▶ [Task details]
Would you please return the lines of the material that contain the word "next"?

▶ [Extracted material]
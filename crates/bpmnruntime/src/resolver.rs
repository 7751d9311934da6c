use bpmncore::{
    EvaluationContext, EvaluatorRegistry, Expression, ExpressionError, MethodHandler,
    MethodSignature, Value,
};
use std::sync::Arc;

/// Evaluates expression trees against the registered evaluators
pub struct ExpressionResolver {
    registry: Arc<EvaluatorRegistry>,
}

impl ExpressionResolver {
    pub fn new(registry: Arc<EvaluatorRegistry>) -> Self {
        Self { registry }
    }

    pub fn registry(&self) -> &Arc<EvaluatorRegistry> {
        &self.registry
    }

    /// Dependencies first, in order, then the expression itself; the result
    /// must fit the declared return type.
    pub fn evaluate(
        &self,
        expression: &Expression,
        context: &dyn EvaluationContext,
    ) -> Result<Value, ExpressionError> {
        let dependencies = expression
            .dependencies
            .iter()
            .map(|dependency| self.evaluate(dependency, context))
            .collect::<Result<Vec<_>, _>>()?;

        let evaluator = self
            .registry
            .evaluator(expression.kind)
            .ok_or_else(|| ExpressionError::NoEvaluator(expression.kind.to_string()))?;
        let value = evaluator.evaluate(expression, &dependencies, context)?;

        if !expression.return_type.accepts(&value) {
            return Err(ExpressionError::ReturnTypeMismatch {
                name: expression.name.clone(),
                expected: expression.return_type.to_string(),
                actual: value.type_name().to_string(),
            });
        }
        tracing::trace!(expression = %expression.name, "evaluated to {}", value);
        Ok(value)
    }

    /// Null counts as false
    pub fn evaluate_condition(
        &self,
        expression: &Expression,
        context: &dyn EvaluationContext,
    ) -> Result<bool, ExpressionError> {
        match self.evaluate(expression, context)? {
            Value::Bool(b) => Ok(b),
            Value::Null => Ok(false),
            other => Err(ExpressionError::ReturnTypeMismatch {
                name: expression.name.clone(),
                expected: "boolean".to_string(),
                actual: other.type_name().to_string(),
            }),
        }
    }

    /// Every problem in the tree, without evaluating anything
    pub fn validate(&self, expression: &Expression) -> Vec<String> {
        expression
            .walk()
            .into_iter()
            .filter_map(|expr| {
                let result = match self.registry.evaluator(expr.kind) {
                    None => Err(ExpressionError::NoEvaluator(expr.kind.to_string())),
                    Some(evaluator) => evaluator.validate(expr),
                };
                result.err().map(|e| e.to_string())
            })
            .collect()
    }

    pub fn method(&self, signature: &MethodSignature) -> Option<&Arc<dyn MethodHandler>> {
        self.registry.method(signature)
    }
}

#[cfg(test)]
mod tests {
    use super::*;
    use bpmncore::{DataType, Document, EngineConstants, ExpressionEvaluator, ExpressionKind};

    struct Empty(EngineConstants);

    impl EvaluationContext for Empty {
        fn data(&self, _name: &str) -> Option<Value> {
            None
        }
        fn input(&self, _name: &str) -> Option<Value> {
            None
        }
        fn documents(&self, _name: &str) -> Option<Vec<Document>> {
            None
        }
        fn constants(&self) -> &EngineConstants {
            &self.0
        }
    }

    /// Echoes its content as text whatever the declared type
    struct Echo;

    impl ExpressionEvaluator for Echo {
        fn kind(&self) -> ExpressionKind {
            ExpressionKind::Constant
        }

        fn evaluate(
            &self,
            expression: &Expression,
            _dependencies: &[Value],
            _context: &dyn EvaluationContext,
        ) -> Result<Value, ExpressionError> {
            Ok(Value::String(expression.content.clone()))
        }
    }

    fn context() -> Empty {
        Empty(EngineConstants {
            logged_user_id: 1,
            process_instance_id: 1,
            root_process_instance_id: 1,
            process_definition_id: Default::default(),
            process_initiator_id: 1,
            activity_instance_id: None,
            loop_counter: None,
            task_assignee_id: None,
        })
    }

    #[test]
    fn test_return_type_is_enforced() {
        let mut registry = EvaluatorRegistry::new();
        registry.register(Arc::new(Echo));
        let resolver = ExpressionResolver::new(Arc::new(registry));

        assert_eq!(
            resolver.evaluate(&Expression::text("abc"), &context()).unwrap(),
            Value::from("abc")
        );
        assert!(matches!(
            resolver.evaluate(&Expression::constant("12", DataType::Long), &context()),
            Err(ExpressionError::ReturnTypeMismatch { .. })
        ));
    }

    #[test]
    fn test_missing_evaluator_is_reported_for_nested_expressions() {
        let resolver = ExpressionResolver::new(Arc::new(EvaluatorRegistry::new()));
        let expr = Expression::comparison("==", Expression::long(1), Expression::long(2));

        let problems = resolver.validate(&expr);
        assert_eq!(problems.len(), 3);
        assert!(matches!(
            resolver.evaluate(&expr, &context()),
            Err(ExpressionError::NoEvaluator(_))
        ));
    }
}
use bpmncore::{ElementId, FlowNodeDefinitionKind, ProcessDefinition};
use petgraph::algo::has_path_connecting;
use petgraph::graph::{DiGraph, NodeIndex};
use petgraph::visit::Dfs;
use std::collections::{HashMap, HashSet};

/// Flow structure of a definition: transitions plus an edge from every
/// activity to each of its boundary events
#[derive(Debug, Clone)]
pub struct FlowGraph {
    graph: DiGraph<ElementId, ()>,
    index: HashMap<ElementId, NodeIndex>,
}

impl FlowGraph {
    /// Problems with dangling references are returned together
    pub fn build(definition: &ProcessDefinition) -> Result<Self, Vec<String>> {
        let mut graph = DiGraph::new();
        let mut index = HashMap::new();
        let mut problems = Vec::new();

        for node in &definition.flow_nodes {
            if index.insert(node.id, graph.add_node(node.id)).is_some() {
                problems.push(format!("Duplicate flow node id {}", node.id));
            }
        }

        for transition in &definition.transitions {
            let source = index.get(&transition.source);
            let target = index.get(&transition.target);
            match (source, target) {
                (Some(source), Some(target)) => {
                    graph.add_edge(*source, *target, ());
                }
                _ => {
                    if source.is_none() {
                        problems.push(format!(
                            "Transition {} has unknown source {}",
                            transition.id, transition.source
                        ));
                    }
                    if target.is_none() {
                        problems.push(format!(
                            "Transition {} has unknown target {}",
                            transition.id, transition.target
                        ));
                    }
                }
            }
        }

        for node in &definition.flow_nodes {
            if let FlowNodeDefinitionKind::BoundaryEvent { attached_to, .. } = node.kind {
                match definition.find_node(attached_to) {
                    Some(activity) if activity.is_activity() => {
                        graph.add_edge(index[&attached_to], index[&node.id], ());
                    }
                    Some(other) => problems.push(format!(
                        "Boundary event '{}' is attached to '{}', which is not an activity",
                        node.name, other.name
                    )),
                    None => problems.push(format!(
                        "Boundary event '{}' is attached to unknown node {}",
                        node.name, attached_to
                    )),
                }
            }
        }

        if problems.is_empty() {
            Ok(Self { graph, index })
        } else {
            Err(problems)
        }
    }

    /// Whether a token at `from` can still arrive at `to`
    pub fn can_reach(&self, from: ElementId, to: ElementId) -> bool {
        match (self.index.get(&from), self.index.get(&to)) {
            (Some(from), Some(to)) => has_path_connecting(&self.graph, *from, *to, None),
            _ => false,
        }
    }

    /// Nodes no start event, triggered or not, leads to
    pub fn unreachable_nodes(&self, definition: &ProcessDefinition) -> Vec<ElementId> {
        let starts = definition.flow_nodes.iter().filter(|n| {
            matches!(n.kind, FlowNodeDefinitionKind::StartEvent(_))
                || (definition.incoming(n.id).next().is_none()
                    && !matches!(n.kind, FlowNodeDefinitionKind::BoundaryEvent { .. }))
        });

        let mut reached = HashSet::new();
        for start in starts {
            let Some(&start) = self.index.get(&start.id) else {
                continue;
            };
            let mut dfs = Dfs::new(&self.graph, start);
            while let Some(next) = dfs.next(&self.graph) {
                reached.insert(self.graph[next]);
            }
        }

        definition
            .flow_nodes
            .iter()
            .map(|n| n.id)
            .filter(|id| !reached.contains(id))
            .collect()
    }
}

#[cfg(test)]
mod tests {
    use super::*;
    use bpmncore::{EventTrigger, FlowNodeDefinition, GatewayType};

    #[test]
    fn test_reachability_includes_boundary_paths() {
        let mut definition = ProcessDefinition::new("p", "1.0");
        let start = definition.add_node(FlowNodeDefinition::start_event("start"));
        let task = definition.add_node(FlowNodeDefinition::user_task("task", "clerk"));
        let boundary = definition.add_node(FlowNodeDefinition::boundary_event(
            "late",
            task,
            EventTrigger::signal("late"),
            true,
        ));
        let join = definition.add_node(FlowNodeDefinition::gateway("join", GatewayType::Inclusive));
        definition.connect(start, task);
        definition.connect(task, join);
        definition.connect(boundary, join);

        let graph = FlowGraph::build(&definition).unwrap();
        assert!(graph.can_reach(start, join));
        assert!(graph.can_reach(task, boundary));
        assert!(!graph.can_reach(join, start));
        assert!(graph.unreachable_nodes(&definition).is_empty());
    }

    #[test]
    fn test_dangling_references_are_all_reported() {
        let mut definition = ProcessDefinition::new("p", "1.0");
        let start = definition.add_node(FlowNodeDefinition::start_event("start"));
        let gateway = definition.add_node(FlowNodeDefinition::gateway("g", GatewayType::Parallel));
        definition.connect(start, uuid::Uuid::new_v4());
        definition.add_node(FlowNodeDefinition::boundary_event(
            "b",
            gateway,
            EventTrigger::signal("s"),
            false,
        ));

        let problems = FlowGraph::build(&definition).unwrap_err();
        assert_eq!(problems.len(), 2, "{:?}", problems);
    }
}
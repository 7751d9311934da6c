use super::{
    DataUpdate, DocumentUpdate, ExecutionClaim, FlowNodeTrigger, MutationBatch, ProcessActivation,
    ProcessStore, Successor,
};
use crate::search::FlowNodeFilter;
use async_trait::async_trait;
use bpmncore::{
    ArchivedDataInstance, ArchivedFlowNodeInstance, ArchivedProcessInstance, DataContainer,
    DataInstance, DefinitionId, DocumentSlot, EngineError, EventTarget, FlowNodeInstance,
    FlowNodeInstanceId, FlowNodeInterruption, FlowNodeKind, FlowNodeState, Interruption,
    MessageInstance, MessageInstanceId, NotFound, ProcessDefinition, ProcessInstance,
    ProcessInstanceId, ProcessInstanceState, Result, UserId, Value, WaitingEvent, WaitingEventId,
    WaitingEventType,
};
use chrono::{DateTime, Utc};
use parking_lot::RwLock;
use std::collections::{BTreeMap, HashMap, HashSet};

struct StoredDefinition {
    definition: ProcessDefinition,
    enabled: bool,
    deployed_seq: u64,
}

#[derive(Default)]
struct Tables {
    sequence: u64,
    definitions: HashMap<DefinitionId, StoredDefinition>,
    process_instances: BTreeMap<ProcessInstanceId, ProcessInstance>,
    archived_process_instances: BTreeMap<ProcessInstanceId, ArchivedProcessInstance>,
    flow_nodes: BTreeMap<FlowNodeInstanceId, FlowNodeInstance>,
    archived_flow_nodes: Vec<ArchivedFlowNodeInstance>,
    data: BTreeMap<(DataContainer, String), DataInstance>,
    archived_data: Vec<ArchivedDataInstance>,
    documents: BTreeMap<(ProcessInstanceId, String), DocumentSlot>,
    external_data: BTreeMap<(ProcessInstanceId, String), Value>,
    waiting_events: BTreeMap<WaitingEventId, WaitingEvent>,
    messages: BTreeMap<MessageInstanceId, MessageInstance>,
}
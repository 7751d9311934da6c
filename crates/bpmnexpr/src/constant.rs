use bpmncore::{
    DataType, EvaluationContext, Expression, ExpressionError, ExpressionEvaluator, ExpressionKind,
    Value, XmlDocument,
};
use chrono::{DateTime, Utc};

/// Literal parsed according to the expression's return type
pub struct ConstantEvaluator;

impl ConstantEvaluator {
    fn parse(expression: &Expression) -> Result<Value, ExpressionError> {
        let content = expression.content.trim();
        let invalid = || ExpressionError::InvalidConstant {
            content: expression.content.clone(),
            expected: expression.return_type.to_string(),
        };

        match &expression.return_type {
            DataType::Text => Ok(Value::String(expression.content.clone())),
            DataType::Boolean => content.parse::<bool>().map(Value::Bool).map_err(|_| invalid()),
            DataType::Long => content.parse::<i64>().map(Value::Long).map_err(|_| invalid()),
            DataType::Double => content.parse::<f64>().map(Value::Double).map_err(|_| invalid()),
            DataType::Date => content
                .parse::<DateTime<Utc>>()
                .map(Value::Date)
                .map_err(|_| invalid()),
            DataType::Xml => {
                XmlDocument::parse(content)?;
                Ok(Value::Xml(content.to_string()))
            }
            DataType::List | DataType::Map | DataType::Any => {
                let json: serde_json::Value = serde_json::from_str(content).map_err(|_| invalid())?;
                let value = Value::from(json);
                if expression.return_type.accepts(&value) {
                    Ok(value)
                } else {
                    Err(invalid())
                }
            }
            DataType::Object { .. } | DataType::Document | DataType::DocumentList => {
                if content.is_empty() || content == "null" {
                    Ok(Value::Null)
                } else {
                    Err(invalid())
                }
            }
        }
    }
}

impl ExpressionEvaluator for ConstantEvaluator {
    fn kind(&self) -> ExpressionKind {
        ExpressionKind::Constant
    }

    fn evaluate(
        &self,
        expression: &Expression,
        _dependencies: &[Value],
        _context: &dyn EvaluationContext,
    ) -> Result<Value, ExpressionError> {
        Self::parse(expression)
    }

    fn validate(&self, expression: &Expression) -> Result<(), ExpressionError> {
        Self::parse(expression).map(|_| ())
    }

    fn description(&self) -> &str {
        "Literal value parsed as the declared return type"
    }
}

#[cfg(test)]
mod tests {
    use super::*;

    #[test]
    fn test_parses_by_return_type() {
        assert_eq!(ConstantEvaluator::parse(&Expression::long(123)).unwrap(), Value::Long(123));
        assert_eq!(
            ConstantEvaluator::parse(&Expression::boolean(false)).unwrap(),
            Value::Bool(false)
        );
        assert_eq!(
            ConstantEvaluator::parse(&Expression::constant("[1, 2]", DataType::List)).unwrap(),
            Value::List(vec![Value::Long(1), Value::Long(2)])
        );
    }

    #[test]
    fn test_rejects_malformed_literals() {
        let bad_long = Expression::constant("12a", DataType::Long);
        assert!(matches!(
            ConstantEvaluator.validate(&bad_long),
            Err(ExpressionError::InvalidConstant { .. })
        ));
        let bad_xml = Expression::xml("<a><b></a>");
        assert!(matches!(
            ConstantEvaluator.validate(&bad_xml),
            Err(ExpressionError::Xml(_))
        ));
    }
}
//! Waiting events, message matching, timers and signals
//!
//! Every hand-off goes through a claim: the waiting event first, then the
//! message. Losing either claim means another worker owns the match.

use crate::context::EngineContext;
use crate::lifecycle::{self, StartCause};
use crate::resolver::ExpressionResolver;
use crate::scheduler::WorkItem;
use crate::store::FlowNodeTrigger;
use bpmncore::{
    Correlation, EngineEvent, EvaluationContext, EventTarget, EventTrigger, ExpressionError,
    MessageInstance, Result, ThrowMessage, TimerDefinition, TimerKind, Value, WaitingEvent,
    WaitingEventId, WaitingEventType,
};
use chrono::{DateTime, TimeDelta, Utc};
use std::collections::BTreeMap;

// ── Building events and messages ──

/// Waiting event for a catch, boundary or start event; `None` for error
/// triggers, which are matched when an activity fails.
pub fn waiting_event(
    resolver: &ExpressionResolver,
    trigger: &EventTrigger,
    process_name: &str,
    flow_node_name: &str,
    target: EventTarget,
    context: &dyn EvaluationContext,
) -> std::result::Result<Option<WaitingEvent>, ExpressionError> {
    let event = match trigger {
        EventTrigger::Message(message) => {
            let mut event = WaitingEvent::new(
                WaitingEventType::Message,
                &message.name,
                process_name,
                flow_node_name,
                target,
            );
            event.correlations = correlation_values(resolver, &message.correlations, context)?;
            event
        }
        EventTrigger::Timer(timer) => {
            let mut event = WaitingEvent::new(
                WaitingEventType::Timer,
                flow_node_name,
                process_name,
                flow_node_name,
                target,
            );
            event.due_date = Some(due_date(resolver, timer, context)?);
            event
        }
        EventTrigger::Signal { name } => WaitingEvent::new(
            WaitingEventType::Signal,
            name,
            process_name,
            flow_node_name,
            target,
        ),
        EventTrigger::Error { .. } => return Ok(None),
    };
    Ok(Some(event))
}

pub fn thrown_message(
    resolver: &ExpressionResolver,
    message: &ThrowMessage,
    context: &dyn EvaluationContext,
) -> std::result::Result<MessageInstance, ExpressionError> {
    let mut instance =
        MessageInstance::new(&message.name, &message.target_process, &message.target_flow_node);
    instance.correlations = correlation_values(resolver, &message.correlations, context)?;
    for mapping in &message.content {
        instance.payload.insert(
            mapping.name.clone(),
            resolver.evaluate(&mapping.expression, context)?,
        );
    }
    Ok(instance)
}

fn correlation_values(
    resolver: &ExpressionResolver,
    correlations: &[Correlation],
    context: &dyn EvaluationContext,
) -> std::result::Result<BTreeMap<String, String>, ExpressionError> {
    correlations
        .iter()
        .map(|correlation| {
            let value = resolver.evaluate(&correlation.value, context)?;
            let text = value.to_text().ok_or_else(|| ExpressionError::Failed {
                name: correlation.value.name.clone(),
                reason: format!("correlation key '{}' evaluated to null", correlation.key),
            })?;
            Ok((correlation.key.clone(), text))
        })
        .collect()
}

/// Now plus `ms`, or `None` when that is not a representable date
pub(crate) fn after_millis(ms: i64) -> Option<DateTime<Utc>> {
    TimeDelta::try_milliseconds(ms).and_then(|delta| Utc::now().checked_add_signed(delta))
}

fn due_date(
    resolver: &ExpressionResolver,
    timer: &TimerDefinition,
    context: &dyn EvaluationContext,
) -> std::result::Result<DateTime<Utc>, ExpressionError> {
    let value = resolver.evaluate(&timer.expression, context)?;
    match (timer.kind, value) {
        (TimerKind::Duration, Value::Long(ms)) => {
            after_millis(ms).ok_or_else(|| ExpressionError::Failed {
                name: timer.expression.name.clone(),
                reason: format!("a duration of {} ms is out of range", ms),
            })
        }
        (TimerKind::Date, Value::Date(date)) => Ok(date),
        (TimerKind::Date, Value::String(text)) => DateTime::parse_from_rfc3339(&text)
            .map(|date| date.with_timezone(&Utc))
            .map_err(|e| ExpressionError::Failed {
                name: timer.expression.name.clone(),
                reason: format!("'{}' is not an RFC 3339 date: {}", text, e),
            }),
        (kind, other) => Err(ExpressionError::Failed {
            name: timer.expression.name.clone(),
            reason: format!("{:?} timer cannot use a {} value", kind, other.type_name()),
        }),
    }
}

// ── Firing ──

/// Resumes what a claimed event targets. Returns `false` when the target
/// flow node is already gone.
async fn fire(
    ctx: &EngineContext,
    event: &WaitingEvent,
    payload: BTreeMap<String, Value>,
) -> Result<bool> {
    match event.target {
        EventTarget::FlowNode { flow_node_id } => {
            let trigger = FlowNodeTrigger {
                inputs: payload,
                ..Default::default()
            };
            let triggered = match ctx.store.trigger_flow_node(flow_node_id, trigger).await {
                Ok(triggered) => triggered,
                Err(e) if e.is_not_found() => false,
                Err(e) => return Err(e),
            };
            ctx.store.delete_waiting_event(event.id).await?;
            if triggered {
                ctx.queue.push(WorkItem::Execute(flow_node_id));
            }
            Ok(triggered)
        }
        EventTarget::ProcessStart {
            definition_id,
            start_event,
        } => {
            let started = lifecycle::start_process(
                ctx,
                definition_id,
                ctx.config.system_user_id,
                payload,
                StartCause::StartEvent(start_event),
            )
            .await;
            if event.event_type == WaitingEventType::Timer {
                ctx.store.delete_waiting_event(event.id).await?;
            } else {
                ctx.store.release_waiting_event(event.id).await?;
            }
            let instance = started?;
            tracing::info!(
                process_instance = instance.id,
                "'{}' started by event '{}'",
                instance.name,
                event.name
            );
            Ok(true)
        }
    }
}

async fn release_claims(
    ctx: &EngineContext,
    event_id: WaitingEventId,
    message: Option<&MessageInstance>,
) {
    if let Err(e) = ctx.store.release_waiting_event(event_id).await {
        tracing::warn!(waiting_event = event_id, "could not release claim: {}", e);
    }
    if let Some(message) = message {
        if let Err(e) = ctx.store.release_message(message.id).await {
            tracing::warn!(message = message.id, "could not release claim: {}", e);
        }
    }
}

/// Hands every unhandled message to at most one matching waiting event.
/// Returns the number of messages delivered.
pub async fn match_messages(ctx: &EngineContext) -> Result<usize> {
    let mut delivered = 0;

    for message in ctx.store.list_unhandled_messages().await? {
        let candidates = ctx
            .store
            .find_waiting_events(WaitingEventType::Message, &message.name)
            .await?;

        for event in candidates
            .iter()
            .filter(|e| !e.in_progress && e.matches(&message))
        {
            if !ctx.store.claim_waiting_event(event.id).await? {
                continue;
            }
            if !ctx.store.claim_message(message.id).await? {
                ctx.store.release_waiting_event(event.id).await?;
                break;
            }

            match fire(ctx, event, message.payload.clone()).await {
                Ok(true) => {
                    ctx.store.delete_message(message.id).await?;
                    tracing::debug!(
                        message = message.id,
                        waiting_event = event.id,
                        "message '{}' correlated",
                        message.name
                    );
                    ctx.events.emit(EngineEvent::MessageCorrelated {
                        message_id: message.id,
                        waiting_event_id: event.id,
                        timestamp: Utc::now(),
                    });
                    delivered += 1;
                    break;
                }
                Ok(false) => ctx.store.release_message(message.id).await?,
                Err(e) => {
                    release_claims(ctx, event.id, Some(&message)).await;
                    return Err(e);
                }
            }
        }
    }

    Ok(delivered)
}

/// Claims and fires one waiting event with an empty payload
pub async fn fire_waiting_event(ctx: &EngineContext, id: WaitingEventId) -> Result<bool> {
    if !ctx.store.claim_waiting_event(id).await? {
        return Ok(false);
    }
    let Some(event) = ctx.store.get_waiting_event(id).await? else {
        return Ok(false);
    };

    match fire(ctx, &event, BTreeMap::new()).await {
        Ok(fired) => {
            if event.event_type == WaitingEventType::Timer {
                tracing::info!(waiting_event = id, "timer '{}' fired", event.name);
                ctx.events.emit(EngineEvent::TimerFired {
                    waiting_event_id: id,
                    timestamp: Utc::now(),
                });
            }
            Ok(fired)
        }
        Err(e) => {
            release_claims(ctx, id, None).await;
            Err(e)
        }
    }
}

/// Fires every timer due at `now`; one failing timer does not stop the others
pub async fn sweep_timers(ctx: &EngineContext, now: DateTime<Utc>) -> Result<usize> {
    let mut fired = 0;
    for timer in ctx.store.list_due_timers(now).await? {
        match fire_waiting_event(ctx, timer.id).await {
            Ok(true) => fired += 1,
            Ok(false) => {}
            Err(e) => tracing::error!(waiting_event = timer.id, "timer could not fire: {}", e),
        }
    }
    if fired > 0 {
        tracing::debug!("{} timers fired", fired);
    }
    Ok(fired)
}

/// Delivers a signal to every event waiting for it. Signals are not stored:
/// nobody waiting means nobody receives it.
pub async fn send_signal(
    ctx: &EngineContext,
    name: &str,
    payload: BTreeMap<String, Value>,
) -> Result<usize> {
    let mut receivers = 0;
    for event in ctx
        .store
        .find_waiting_events(WaitingEventType::Signal, name)
        .await?
    {
        if !ctx.store.claim_waiting_event(event.id).await? {
            continue;
        }
        match fire(ctx, &event, payload.clone()).await {
            Ok(true) => receivers += 1,
            Ok(false) => {}
            Err(e) => {
                release_claims(ctx, event.id, None).await;
                tracing::error!(waiting_event = event.id, "signal '{}' not delivered: {}", name, e);
            }
        }
    }

    tracing::info!("signal '{}' reached {} receivers", name, receivers);
    ctx.events.emit(EngineEvent::SignalBroadcast {
        name: name.to_string(),
        receivers,
        timestamp: Utc::now(),
    });
    Ok(receivers)
}

#[cfg(test)]
mod tests {
    use super::*;
    use crate::working_set::WorkingSet;
    use bpmncore::{DataDefinition, DataType, EngineConstants, Expression, ProcessDefinition};
    use std::sync::Arc;

    fn resolver() -> ExpressionResolver {
        ExpressionResolver::new(Arc::new(bpmnexpr::standard_registry()))
    }

    fn context() -> WorkingSet {
        let definition = ProcessDefinition::new("orders", "1.0")
            .with_data(DataDefinition::new("orderId", DataType::Long));
        let constants = EngineConstants {
            logged_user_id: 1,
            process_instance_id: 4,
            root_process_instance_id: 4,
            process_definition_id: definition.id,
            process_initiator_id: 1,
            activity_instance_id: None,
            loop_counter: None,
            task_assignee_id: None,
        };
        let mut set = WorkingSet::for_new_instance(&definition, 4, constants, BTreeMap::new());
        set.set_data("orderId", Value::Long(77));
        set
    }

    #[test]
    fn test_message_event_carries_evaluated_correlations() {
        let trigger = EventTrigger::message_correlated(
            "paid",
            vec![Correlation::new("order", Expression::variable("orderId", DataType::Long))],
        );
        let event = waiting_event(
            &resolver(),
            &trigger,
            "orders",
            "wait payment",
            EventTarget::FlowNode { flow_node_id: 9 },
            &context(),
        )
        .unwrap()
        .unwrap();

        let message = MessageInstance::new("paid", "orders", "wait payment").with_correlation("order", "77");
        assert!(event.matches(&message));
        let other = MessageInstance::new("paid", "orders", "wait payment").with_correlation("order", "78");
        assert!(!event.matches(&other));
    }

    #[test]
    fn test_timer_due_dates() {
        let now = Utc::now();
        let duration = EventTrigger::timer_duration(Expression::long(60_000));
        let event = waiting_event(
            &resolver(),
            &duration,
            "orders",
            "wait",
            EventTarget::FlowNode { flow_node_id: 1 },
            &context(),
        )
        .unwrap()
        .unwrap();
        assert!(event.due_date.unwrap() >= now + chrono::Duration::seconds(59));
        assert!(!event.is_due(now));

        let date = EventTrigger::timer_date(Expression::text("2030-01-01T00:00:00Z"));
        let event = waiting_event(
            &resolver(),
            &date,
            "orders",
            "wait",
            EventTarget::FlowNode { flow_node_id: 1 },
            &context(),
        )
        .unwrap()
        .unwrap();
        assert_eq!(event.due_date.unwrap().to_rfc3339(), "2030-01-01T00:00:00+00:00");

        let bad = EventTrigger::timer_date(Expression::long(5));
        assert!(waiting_event(
            &resolver(),
            &bad,
            "orders",
            "wait",
            EventTarget::FlowNode { flow_node_id: 1 },
            &context(),
        )
        .is_err());
    }

    #[test]
    fn test_error_triggers_do_not_wait() {
        let event = waiting_event(
            &resolver(),
            &EventTrigger::error(None),
            "orders",
            "oops",
            EventTarget::FlowNode { flow_node_id: 1 },
            &context(),
        )
        .unwrap();
        assert!(event.is_none());
    }

    #[test]
    fn test_thrown_message_payload() {
        let throw = ThrowMessage::new("paid", "billing", "receive")
            .with_correlation("order", Expression::variable("orderId", DataType::Long))
            .with_content("amount", Expression::long(12));
        let message = thrown_message(&resolver(), &throw, &context()).unwrap();
        assert_eq!(message.correlations.get("order").map(String::as_str), Some("77"));
        assert_eq!(message.payload.get("amount"), Some(&Value::Long(12)));
    }
}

▶ [Solved exercise]
                || (definition.incoming(n.id).next().is_none()
            while let Some(next) = dfs.next(&self.graph) {
                reached.insert(self.graph[next]);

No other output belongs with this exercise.